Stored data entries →
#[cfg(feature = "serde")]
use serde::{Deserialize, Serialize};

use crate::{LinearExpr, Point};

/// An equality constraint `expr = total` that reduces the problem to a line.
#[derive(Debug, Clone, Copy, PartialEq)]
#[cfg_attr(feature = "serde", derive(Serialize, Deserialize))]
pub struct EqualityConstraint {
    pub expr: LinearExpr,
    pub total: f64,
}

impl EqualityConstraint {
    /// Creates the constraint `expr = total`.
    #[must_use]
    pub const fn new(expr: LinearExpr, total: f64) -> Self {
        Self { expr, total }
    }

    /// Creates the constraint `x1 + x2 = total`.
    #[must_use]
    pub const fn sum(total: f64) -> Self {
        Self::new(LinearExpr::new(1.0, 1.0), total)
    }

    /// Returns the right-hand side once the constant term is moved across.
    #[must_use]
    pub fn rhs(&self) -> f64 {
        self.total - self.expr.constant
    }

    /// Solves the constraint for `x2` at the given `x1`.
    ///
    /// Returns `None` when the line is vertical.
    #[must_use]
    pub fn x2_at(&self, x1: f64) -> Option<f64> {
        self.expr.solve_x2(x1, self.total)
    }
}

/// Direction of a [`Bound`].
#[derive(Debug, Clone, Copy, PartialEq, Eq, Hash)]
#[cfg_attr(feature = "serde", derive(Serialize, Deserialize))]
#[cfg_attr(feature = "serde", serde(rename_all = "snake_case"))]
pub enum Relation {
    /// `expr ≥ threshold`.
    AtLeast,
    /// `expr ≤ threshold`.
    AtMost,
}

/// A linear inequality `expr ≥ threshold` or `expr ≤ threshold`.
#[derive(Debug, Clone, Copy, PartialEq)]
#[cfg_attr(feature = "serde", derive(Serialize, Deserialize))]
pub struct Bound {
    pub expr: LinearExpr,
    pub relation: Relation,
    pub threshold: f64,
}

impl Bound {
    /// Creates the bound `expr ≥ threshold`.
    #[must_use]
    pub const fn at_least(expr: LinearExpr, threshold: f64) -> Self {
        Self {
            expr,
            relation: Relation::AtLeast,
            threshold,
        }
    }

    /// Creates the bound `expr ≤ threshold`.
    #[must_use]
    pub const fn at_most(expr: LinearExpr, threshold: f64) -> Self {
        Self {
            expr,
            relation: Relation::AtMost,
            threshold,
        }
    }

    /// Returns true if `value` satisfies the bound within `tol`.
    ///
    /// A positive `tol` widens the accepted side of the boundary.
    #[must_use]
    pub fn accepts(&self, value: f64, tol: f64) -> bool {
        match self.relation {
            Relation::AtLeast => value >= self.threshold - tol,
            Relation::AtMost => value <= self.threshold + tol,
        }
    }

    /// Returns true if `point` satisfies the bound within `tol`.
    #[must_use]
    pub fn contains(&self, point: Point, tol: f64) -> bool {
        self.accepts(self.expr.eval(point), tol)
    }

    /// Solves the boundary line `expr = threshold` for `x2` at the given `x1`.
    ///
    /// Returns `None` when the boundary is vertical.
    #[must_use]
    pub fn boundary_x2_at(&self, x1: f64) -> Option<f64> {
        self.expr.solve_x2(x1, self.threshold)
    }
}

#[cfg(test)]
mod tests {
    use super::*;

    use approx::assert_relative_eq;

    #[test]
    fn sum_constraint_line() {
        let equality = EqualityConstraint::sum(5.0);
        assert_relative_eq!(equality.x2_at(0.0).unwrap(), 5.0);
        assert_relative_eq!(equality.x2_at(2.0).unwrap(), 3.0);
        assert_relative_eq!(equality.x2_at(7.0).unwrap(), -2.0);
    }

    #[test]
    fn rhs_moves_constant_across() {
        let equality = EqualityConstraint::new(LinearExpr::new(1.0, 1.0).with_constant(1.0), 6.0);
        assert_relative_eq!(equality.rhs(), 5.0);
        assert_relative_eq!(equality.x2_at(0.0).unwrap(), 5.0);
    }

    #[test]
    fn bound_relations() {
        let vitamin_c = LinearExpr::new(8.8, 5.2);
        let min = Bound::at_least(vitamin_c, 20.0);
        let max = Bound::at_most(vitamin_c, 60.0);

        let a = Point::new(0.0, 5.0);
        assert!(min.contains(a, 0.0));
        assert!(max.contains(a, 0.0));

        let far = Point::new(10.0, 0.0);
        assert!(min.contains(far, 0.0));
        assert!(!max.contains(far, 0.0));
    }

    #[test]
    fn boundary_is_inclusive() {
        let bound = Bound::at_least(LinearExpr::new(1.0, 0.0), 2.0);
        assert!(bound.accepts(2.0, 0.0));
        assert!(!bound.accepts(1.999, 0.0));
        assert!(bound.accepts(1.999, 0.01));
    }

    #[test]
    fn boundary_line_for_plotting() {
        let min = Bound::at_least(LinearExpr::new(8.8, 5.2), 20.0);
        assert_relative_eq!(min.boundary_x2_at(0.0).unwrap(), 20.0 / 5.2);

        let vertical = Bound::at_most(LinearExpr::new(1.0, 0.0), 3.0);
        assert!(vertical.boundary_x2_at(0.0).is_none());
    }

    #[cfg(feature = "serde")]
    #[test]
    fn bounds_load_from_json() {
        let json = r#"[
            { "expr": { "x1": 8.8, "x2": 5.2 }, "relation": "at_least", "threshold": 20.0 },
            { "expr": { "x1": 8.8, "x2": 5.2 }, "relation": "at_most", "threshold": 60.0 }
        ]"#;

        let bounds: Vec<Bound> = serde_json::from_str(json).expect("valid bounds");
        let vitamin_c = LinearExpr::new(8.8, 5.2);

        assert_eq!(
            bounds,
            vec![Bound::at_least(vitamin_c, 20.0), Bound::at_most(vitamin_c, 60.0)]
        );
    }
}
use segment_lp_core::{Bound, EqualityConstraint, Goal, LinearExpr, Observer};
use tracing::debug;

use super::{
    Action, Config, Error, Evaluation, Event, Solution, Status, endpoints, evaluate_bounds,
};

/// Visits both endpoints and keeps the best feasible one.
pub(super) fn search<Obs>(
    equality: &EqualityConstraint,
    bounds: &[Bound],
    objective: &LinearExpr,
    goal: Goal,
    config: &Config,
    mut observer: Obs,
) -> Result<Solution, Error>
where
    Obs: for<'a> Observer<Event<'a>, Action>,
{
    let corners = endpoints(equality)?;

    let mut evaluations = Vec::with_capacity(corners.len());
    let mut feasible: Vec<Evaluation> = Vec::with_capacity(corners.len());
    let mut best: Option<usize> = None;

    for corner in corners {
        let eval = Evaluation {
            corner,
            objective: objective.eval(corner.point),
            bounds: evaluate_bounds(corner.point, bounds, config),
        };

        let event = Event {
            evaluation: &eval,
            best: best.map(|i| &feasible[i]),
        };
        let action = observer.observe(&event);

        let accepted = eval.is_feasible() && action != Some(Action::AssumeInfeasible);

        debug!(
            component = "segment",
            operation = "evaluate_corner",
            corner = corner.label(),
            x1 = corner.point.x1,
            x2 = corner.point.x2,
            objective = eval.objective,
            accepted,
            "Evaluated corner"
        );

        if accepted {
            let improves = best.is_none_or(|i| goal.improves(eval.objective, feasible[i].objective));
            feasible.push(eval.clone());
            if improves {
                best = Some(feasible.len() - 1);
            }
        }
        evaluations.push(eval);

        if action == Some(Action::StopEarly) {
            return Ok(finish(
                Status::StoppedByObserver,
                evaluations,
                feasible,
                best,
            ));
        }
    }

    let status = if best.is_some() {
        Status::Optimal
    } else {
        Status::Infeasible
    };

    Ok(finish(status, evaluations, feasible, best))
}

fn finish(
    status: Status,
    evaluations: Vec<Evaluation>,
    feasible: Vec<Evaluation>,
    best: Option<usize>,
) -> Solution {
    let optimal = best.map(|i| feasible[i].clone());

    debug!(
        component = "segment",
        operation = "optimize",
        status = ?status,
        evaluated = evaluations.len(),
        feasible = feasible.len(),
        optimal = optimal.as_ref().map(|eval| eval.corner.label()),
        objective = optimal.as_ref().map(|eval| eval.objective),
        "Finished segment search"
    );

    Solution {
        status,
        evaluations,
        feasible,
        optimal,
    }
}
--
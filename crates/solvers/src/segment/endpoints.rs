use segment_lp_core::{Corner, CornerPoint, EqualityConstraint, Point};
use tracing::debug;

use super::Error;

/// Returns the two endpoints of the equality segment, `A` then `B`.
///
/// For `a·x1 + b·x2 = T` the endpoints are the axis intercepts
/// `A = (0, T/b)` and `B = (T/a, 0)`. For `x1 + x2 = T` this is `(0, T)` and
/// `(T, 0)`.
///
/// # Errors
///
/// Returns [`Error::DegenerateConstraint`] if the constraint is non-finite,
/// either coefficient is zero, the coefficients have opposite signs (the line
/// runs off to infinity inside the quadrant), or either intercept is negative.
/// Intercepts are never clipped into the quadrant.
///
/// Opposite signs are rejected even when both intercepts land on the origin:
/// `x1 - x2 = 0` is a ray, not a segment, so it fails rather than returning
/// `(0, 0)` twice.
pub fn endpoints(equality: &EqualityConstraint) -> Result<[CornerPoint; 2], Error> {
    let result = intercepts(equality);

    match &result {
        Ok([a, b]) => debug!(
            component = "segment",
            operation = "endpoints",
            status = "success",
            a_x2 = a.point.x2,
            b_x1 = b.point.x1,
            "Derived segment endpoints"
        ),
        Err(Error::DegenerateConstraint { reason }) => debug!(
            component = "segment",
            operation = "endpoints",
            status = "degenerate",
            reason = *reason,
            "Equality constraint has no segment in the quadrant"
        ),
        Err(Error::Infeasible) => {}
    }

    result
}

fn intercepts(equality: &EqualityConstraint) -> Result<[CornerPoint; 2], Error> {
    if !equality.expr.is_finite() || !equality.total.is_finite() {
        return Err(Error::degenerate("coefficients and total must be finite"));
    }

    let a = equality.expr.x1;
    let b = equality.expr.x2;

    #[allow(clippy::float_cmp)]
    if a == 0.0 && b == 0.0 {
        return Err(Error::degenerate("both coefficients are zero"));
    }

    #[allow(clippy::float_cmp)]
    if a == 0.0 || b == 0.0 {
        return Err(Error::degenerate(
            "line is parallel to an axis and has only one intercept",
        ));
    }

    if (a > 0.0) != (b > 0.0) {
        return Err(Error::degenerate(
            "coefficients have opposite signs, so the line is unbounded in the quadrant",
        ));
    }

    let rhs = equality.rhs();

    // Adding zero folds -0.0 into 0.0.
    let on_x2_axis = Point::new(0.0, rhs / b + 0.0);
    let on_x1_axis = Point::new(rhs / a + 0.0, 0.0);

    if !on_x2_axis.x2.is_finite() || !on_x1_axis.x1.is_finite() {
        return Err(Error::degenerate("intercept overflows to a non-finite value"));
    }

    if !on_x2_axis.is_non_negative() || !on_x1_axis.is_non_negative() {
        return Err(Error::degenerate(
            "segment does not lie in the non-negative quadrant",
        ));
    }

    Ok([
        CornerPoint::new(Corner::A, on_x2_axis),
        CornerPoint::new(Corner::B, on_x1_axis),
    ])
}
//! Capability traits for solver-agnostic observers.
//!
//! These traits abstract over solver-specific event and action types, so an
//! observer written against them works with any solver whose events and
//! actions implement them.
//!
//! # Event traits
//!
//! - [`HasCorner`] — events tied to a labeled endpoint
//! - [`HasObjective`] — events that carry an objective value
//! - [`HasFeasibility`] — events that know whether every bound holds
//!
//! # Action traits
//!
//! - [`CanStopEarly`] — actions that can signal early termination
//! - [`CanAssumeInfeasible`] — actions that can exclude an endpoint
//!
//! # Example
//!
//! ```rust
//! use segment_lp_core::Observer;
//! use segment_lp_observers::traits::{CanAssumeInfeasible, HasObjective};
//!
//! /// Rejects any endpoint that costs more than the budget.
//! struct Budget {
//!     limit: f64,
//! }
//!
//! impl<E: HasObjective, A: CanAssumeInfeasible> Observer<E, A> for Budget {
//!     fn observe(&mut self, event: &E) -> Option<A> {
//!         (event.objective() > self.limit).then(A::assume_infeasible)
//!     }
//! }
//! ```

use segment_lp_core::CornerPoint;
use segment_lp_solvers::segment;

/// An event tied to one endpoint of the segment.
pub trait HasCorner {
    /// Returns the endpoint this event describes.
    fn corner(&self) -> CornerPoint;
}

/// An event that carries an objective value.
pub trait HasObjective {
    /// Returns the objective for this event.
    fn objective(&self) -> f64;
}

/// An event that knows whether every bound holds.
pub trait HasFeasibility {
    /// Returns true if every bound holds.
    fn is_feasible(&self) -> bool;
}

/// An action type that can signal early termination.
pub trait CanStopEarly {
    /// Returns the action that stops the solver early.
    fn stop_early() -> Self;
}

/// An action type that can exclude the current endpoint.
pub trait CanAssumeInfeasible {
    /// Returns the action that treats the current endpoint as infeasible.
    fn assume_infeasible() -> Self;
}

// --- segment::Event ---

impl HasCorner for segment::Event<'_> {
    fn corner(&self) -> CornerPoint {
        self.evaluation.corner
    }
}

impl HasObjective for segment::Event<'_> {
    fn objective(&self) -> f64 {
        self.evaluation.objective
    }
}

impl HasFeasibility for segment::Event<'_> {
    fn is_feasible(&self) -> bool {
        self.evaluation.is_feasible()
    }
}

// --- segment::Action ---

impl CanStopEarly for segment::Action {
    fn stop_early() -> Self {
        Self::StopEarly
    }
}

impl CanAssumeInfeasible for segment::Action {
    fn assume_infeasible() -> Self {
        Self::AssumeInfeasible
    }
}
--
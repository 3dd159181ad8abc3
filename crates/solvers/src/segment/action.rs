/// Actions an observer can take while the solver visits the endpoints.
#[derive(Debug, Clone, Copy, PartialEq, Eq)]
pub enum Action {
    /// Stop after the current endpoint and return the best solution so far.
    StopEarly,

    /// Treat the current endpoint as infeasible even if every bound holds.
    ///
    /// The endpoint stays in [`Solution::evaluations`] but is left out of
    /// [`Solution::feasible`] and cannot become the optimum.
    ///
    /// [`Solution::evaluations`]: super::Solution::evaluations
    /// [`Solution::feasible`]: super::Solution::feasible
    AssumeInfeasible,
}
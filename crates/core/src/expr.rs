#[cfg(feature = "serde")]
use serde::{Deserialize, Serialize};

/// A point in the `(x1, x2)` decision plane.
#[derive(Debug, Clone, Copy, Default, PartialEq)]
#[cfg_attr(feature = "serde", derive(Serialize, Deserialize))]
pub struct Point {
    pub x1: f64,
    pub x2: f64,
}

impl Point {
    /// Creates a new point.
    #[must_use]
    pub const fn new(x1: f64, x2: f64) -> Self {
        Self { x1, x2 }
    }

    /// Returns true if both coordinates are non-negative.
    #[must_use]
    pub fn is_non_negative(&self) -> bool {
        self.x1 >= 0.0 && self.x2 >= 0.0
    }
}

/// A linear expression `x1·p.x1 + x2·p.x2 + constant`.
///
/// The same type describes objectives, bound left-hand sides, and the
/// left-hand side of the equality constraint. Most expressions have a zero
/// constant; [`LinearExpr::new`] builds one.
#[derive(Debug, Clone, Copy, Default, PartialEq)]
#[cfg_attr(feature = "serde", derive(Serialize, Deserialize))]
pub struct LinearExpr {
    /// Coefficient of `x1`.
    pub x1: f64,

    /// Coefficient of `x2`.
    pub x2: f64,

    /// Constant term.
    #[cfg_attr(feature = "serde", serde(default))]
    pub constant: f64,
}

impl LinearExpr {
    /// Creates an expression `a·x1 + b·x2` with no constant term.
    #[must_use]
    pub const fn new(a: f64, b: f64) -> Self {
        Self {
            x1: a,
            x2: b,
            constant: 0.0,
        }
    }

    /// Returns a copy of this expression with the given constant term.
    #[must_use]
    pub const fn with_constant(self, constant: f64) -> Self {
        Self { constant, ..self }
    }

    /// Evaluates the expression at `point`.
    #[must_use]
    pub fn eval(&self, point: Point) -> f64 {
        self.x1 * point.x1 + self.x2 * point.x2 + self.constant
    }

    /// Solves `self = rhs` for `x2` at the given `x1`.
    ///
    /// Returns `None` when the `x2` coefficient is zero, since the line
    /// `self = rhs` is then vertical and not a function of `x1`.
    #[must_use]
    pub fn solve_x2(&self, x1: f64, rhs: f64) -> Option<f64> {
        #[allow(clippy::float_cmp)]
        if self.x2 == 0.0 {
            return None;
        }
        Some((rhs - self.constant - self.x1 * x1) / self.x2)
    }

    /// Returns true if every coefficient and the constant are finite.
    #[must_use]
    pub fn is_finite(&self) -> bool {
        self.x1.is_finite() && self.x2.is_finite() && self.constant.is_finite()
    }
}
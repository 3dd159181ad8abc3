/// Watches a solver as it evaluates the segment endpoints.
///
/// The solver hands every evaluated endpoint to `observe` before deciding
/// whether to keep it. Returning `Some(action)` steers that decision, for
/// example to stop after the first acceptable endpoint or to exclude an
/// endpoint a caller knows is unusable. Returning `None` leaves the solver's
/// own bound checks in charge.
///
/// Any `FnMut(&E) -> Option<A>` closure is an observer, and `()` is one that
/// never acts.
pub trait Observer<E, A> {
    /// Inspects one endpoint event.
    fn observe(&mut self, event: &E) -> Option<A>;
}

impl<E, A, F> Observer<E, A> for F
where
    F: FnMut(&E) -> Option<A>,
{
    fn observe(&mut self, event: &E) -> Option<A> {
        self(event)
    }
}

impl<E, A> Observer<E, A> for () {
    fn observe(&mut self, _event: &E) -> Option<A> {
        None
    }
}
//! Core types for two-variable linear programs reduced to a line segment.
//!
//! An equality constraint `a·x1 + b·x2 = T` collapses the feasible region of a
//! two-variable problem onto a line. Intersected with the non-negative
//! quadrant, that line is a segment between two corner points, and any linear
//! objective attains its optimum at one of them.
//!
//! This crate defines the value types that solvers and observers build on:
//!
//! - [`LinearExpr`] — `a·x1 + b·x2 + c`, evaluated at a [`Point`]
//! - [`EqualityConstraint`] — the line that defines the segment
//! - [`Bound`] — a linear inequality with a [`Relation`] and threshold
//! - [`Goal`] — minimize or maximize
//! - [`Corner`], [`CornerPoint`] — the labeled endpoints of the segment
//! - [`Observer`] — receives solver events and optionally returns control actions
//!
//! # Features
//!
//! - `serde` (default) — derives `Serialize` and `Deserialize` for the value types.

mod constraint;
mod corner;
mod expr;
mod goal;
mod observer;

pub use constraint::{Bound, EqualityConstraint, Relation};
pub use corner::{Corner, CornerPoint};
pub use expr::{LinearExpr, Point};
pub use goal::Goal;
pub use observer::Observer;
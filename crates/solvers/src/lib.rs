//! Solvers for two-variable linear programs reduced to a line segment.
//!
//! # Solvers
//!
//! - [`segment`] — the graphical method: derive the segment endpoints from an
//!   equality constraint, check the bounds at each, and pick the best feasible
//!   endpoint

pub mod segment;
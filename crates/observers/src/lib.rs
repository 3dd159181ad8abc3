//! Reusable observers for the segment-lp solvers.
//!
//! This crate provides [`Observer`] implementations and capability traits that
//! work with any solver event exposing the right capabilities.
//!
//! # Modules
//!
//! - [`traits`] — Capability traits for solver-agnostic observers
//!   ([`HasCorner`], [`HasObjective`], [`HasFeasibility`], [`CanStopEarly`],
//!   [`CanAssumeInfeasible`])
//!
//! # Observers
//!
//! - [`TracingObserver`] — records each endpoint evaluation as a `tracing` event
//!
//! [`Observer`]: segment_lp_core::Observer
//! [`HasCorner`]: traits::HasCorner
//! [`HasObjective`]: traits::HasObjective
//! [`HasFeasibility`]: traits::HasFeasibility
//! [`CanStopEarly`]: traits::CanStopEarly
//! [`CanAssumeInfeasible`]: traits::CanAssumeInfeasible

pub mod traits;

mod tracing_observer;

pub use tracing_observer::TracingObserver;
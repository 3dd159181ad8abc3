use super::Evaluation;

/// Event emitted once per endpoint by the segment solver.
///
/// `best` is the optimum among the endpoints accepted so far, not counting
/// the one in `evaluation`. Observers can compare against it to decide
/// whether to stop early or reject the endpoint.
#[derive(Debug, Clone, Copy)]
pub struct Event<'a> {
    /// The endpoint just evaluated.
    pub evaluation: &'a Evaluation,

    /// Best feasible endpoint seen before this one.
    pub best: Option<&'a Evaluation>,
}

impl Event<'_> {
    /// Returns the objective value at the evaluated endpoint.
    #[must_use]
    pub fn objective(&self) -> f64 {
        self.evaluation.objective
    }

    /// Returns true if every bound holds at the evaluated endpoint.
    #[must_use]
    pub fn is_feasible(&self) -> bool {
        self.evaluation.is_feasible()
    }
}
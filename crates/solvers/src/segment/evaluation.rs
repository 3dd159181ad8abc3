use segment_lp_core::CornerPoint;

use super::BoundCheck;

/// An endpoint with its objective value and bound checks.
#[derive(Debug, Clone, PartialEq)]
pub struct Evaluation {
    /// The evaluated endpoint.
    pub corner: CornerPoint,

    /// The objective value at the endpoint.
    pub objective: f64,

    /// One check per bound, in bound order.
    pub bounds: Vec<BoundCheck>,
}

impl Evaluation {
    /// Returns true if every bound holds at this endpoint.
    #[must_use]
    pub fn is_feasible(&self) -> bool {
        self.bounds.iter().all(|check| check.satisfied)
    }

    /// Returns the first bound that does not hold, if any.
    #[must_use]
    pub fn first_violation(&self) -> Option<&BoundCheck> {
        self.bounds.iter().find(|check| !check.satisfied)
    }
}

ACTION ITEM → Show every line in the entries where the string "defines" occurs.

PROBLEM SOLUTION →
//! This crate defines the value types that solvers and observers build on:
//! - [`EqualityConstraint`] — the line that defines the segment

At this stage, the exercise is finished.